TASK STATEMENT:
Return all lines in the data where the string "Deserialize" can be found.

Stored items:

========

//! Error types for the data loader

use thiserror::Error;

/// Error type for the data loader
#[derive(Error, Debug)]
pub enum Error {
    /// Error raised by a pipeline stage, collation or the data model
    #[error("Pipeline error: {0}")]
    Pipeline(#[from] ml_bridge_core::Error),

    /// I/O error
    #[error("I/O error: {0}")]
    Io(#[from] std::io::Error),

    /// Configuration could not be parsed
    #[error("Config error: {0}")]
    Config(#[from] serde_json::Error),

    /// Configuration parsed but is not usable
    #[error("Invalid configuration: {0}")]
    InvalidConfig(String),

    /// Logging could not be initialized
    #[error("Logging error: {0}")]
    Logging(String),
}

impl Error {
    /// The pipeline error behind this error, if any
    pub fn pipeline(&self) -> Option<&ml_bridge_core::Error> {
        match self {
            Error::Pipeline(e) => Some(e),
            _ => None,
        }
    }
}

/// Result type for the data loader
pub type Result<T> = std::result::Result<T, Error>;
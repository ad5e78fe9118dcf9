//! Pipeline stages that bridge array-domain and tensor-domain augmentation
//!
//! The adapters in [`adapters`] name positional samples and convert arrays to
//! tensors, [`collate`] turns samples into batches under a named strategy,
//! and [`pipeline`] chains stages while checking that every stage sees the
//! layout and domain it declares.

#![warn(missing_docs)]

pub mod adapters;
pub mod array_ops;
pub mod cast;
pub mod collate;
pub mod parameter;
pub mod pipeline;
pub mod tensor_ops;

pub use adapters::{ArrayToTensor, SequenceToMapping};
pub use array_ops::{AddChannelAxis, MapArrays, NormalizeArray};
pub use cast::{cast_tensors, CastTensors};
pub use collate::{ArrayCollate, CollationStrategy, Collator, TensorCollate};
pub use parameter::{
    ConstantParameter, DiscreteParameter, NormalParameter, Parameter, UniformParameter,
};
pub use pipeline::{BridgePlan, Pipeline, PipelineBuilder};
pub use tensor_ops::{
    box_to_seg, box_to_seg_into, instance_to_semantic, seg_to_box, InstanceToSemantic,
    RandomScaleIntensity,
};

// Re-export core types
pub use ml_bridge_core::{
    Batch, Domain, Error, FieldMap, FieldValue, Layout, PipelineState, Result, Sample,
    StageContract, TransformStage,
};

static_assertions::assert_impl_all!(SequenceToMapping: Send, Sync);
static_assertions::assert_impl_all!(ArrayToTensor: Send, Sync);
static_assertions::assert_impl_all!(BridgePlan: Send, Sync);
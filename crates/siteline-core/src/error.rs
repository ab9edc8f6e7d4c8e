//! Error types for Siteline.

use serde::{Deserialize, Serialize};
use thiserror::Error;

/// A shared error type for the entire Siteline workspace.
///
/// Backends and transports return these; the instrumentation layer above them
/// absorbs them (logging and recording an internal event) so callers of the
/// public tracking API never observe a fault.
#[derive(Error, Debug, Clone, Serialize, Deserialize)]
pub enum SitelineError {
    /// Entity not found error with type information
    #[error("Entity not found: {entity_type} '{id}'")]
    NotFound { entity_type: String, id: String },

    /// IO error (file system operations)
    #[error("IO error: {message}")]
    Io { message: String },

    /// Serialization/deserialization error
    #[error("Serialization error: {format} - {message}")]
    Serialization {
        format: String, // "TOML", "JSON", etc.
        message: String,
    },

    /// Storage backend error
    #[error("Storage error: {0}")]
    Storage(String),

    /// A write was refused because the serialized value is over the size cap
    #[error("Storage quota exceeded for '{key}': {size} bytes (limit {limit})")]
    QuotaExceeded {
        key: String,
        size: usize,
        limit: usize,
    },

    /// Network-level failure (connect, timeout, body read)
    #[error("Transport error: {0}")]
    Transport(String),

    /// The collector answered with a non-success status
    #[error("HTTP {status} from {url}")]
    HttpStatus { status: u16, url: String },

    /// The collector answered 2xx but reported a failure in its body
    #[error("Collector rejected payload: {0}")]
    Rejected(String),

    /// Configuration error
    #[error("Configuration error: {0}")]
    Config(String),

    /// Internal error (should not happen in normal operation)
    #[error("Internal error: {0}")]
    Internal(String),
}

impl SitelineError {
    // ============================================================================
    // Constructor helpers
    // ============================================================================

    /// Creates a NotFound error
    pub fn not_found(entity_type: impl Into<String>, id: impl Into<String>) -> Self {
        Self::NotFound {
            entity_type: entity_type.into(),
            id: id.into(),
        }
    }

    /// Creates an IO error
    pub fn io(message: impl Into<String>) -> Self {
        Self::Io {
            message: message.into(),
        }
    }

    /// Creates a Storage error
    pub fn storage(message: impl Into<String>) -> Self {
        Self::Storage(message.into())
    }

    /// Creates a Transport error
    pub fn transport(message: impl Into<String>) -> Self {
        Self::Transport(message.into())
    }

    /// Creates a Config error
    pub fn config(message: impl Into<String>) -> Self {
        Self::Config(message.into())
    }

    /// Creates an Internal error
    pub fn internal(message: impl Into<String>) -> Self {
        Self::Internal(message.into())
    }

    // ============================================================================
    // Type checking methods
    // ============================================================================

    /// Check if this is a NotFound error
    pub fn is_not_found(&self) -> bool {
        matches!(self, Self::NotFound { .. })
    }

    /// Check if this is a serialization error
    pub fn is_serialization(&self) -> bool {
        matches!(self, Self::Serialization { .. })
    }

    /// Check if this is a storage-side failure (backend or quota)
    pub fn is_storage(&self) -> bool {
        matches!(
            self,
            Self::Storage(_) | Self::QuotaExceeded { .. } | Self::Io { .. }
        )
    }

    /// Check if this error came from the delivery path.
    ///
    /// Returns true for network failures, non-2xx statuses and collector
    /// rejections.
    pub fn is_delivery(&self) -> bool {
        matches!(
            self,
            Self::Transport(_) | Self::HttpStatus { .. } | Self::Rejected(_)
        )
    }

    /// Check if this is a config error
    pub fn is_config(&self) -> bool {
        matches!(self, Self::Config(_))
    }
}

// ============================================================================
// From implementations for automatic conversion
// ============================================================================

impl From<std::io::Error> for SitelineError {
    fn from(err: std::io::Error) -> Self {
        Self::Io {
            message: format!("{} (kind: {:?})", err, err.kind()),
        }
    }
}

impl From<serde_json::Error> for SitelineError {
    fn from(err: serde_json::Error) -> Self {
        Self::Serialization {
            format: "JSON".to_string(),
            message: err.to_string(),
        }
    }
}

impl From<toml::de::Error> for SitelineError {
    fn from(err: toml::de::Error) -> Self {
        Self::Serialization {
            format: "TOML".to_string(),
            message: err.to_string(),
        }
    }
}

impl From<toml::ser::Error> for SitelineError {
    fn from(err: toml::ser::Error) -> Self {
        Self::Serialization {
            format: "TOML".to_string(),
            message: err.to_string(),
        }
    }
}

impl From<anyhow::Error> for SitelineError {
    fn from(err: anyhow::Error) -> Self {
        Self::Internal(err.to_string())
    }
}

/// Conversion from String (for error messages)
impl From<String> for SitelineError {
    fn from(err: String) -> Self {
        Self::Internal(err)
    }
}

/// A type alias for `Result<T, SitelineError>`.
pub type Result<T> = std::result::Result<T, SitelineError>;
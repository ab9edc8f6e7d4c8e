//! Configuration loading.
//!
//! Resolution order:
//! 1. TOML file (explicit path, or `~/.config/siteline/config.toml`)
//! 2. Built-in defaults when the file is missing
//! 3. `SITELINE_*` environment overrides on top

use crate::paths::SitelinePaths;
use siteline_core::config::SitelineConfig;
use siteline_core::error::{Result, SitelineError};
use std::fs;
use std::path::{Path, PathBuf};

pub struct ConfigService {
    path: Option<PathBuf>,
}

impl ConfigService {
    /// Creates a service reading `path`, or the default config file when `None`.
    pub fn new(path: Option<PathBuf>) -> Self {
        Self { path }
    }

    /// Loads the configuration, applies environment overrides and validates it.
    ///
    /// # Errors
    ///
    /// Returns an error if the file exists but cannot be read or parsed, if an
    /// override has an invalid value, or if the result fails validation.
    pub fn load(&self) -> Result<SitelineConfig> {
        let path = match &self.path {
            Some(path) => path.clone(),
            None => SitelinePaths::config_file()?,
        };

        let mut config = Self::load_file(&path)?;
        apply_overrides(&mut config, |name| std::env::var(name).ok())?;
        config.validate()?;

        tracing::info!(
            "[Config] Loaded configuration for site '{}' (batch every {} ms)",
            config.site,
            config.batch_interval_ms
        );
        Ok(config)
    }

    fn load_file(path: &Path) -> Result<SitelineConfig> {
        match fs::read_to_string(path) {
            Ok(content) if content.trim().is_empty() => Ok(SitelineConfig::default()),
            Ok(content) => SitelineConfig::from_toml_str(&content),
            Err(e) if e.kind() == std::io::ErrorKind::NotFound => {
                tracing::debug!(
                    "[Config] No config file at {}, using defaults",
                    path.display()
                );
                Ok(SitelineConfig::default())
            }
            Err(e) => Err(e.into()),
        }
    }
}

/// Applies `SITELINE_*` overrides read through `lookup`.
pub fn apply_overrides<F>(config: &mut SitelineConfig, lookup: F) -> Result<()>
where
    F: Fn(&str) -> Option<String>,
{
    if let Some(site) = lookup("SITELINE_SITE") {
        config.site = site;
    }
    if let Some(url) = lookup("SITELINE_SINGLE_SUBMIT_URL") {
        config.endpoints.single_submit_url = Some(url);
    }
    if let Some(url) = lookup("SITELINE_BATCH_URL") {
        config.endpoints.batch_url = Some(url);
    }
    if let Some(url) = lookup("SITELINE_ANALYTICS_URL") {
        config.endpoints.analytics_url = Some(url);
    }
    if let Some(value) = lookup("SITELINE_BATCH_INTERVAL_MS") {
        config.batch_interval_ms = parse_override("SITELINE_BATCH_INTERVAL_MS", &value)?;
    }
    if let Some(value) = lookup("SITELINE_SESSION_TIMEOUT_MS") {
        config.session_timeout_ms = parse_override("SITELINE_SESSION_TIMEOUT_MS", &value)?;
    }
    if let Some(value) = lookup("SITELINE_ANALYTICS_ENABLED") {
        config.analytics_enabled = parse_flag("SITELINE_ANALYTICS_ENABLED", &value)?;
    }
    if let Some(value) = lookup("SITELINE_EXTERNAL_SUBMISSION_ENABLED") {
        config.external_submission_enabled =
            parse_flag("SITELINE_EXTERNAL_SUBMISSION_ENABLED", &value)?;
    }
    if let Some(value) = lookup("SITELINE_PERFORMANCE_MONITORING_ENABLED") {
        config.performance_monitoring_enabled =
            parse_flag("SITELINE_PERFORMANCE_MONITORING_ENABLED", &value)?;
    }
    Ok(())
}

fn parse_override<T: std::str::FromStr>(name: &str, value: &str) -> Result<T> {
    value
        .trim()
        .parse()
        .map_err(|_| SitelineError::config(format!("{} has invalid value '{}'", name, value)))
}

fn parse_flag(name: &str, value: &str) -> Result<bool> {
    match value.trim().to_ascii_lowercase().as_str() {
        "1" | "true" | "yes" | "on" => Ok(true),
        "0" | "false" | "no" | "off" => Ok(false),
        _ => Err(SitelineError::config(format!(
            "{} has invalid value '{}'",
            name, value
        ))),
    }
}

========

RESPONSE TO THIS EXERCISE:
use serde::{Deserialize, Serialize};
#[derive(Error, Debug, Clone, Serialize, Deserialize)]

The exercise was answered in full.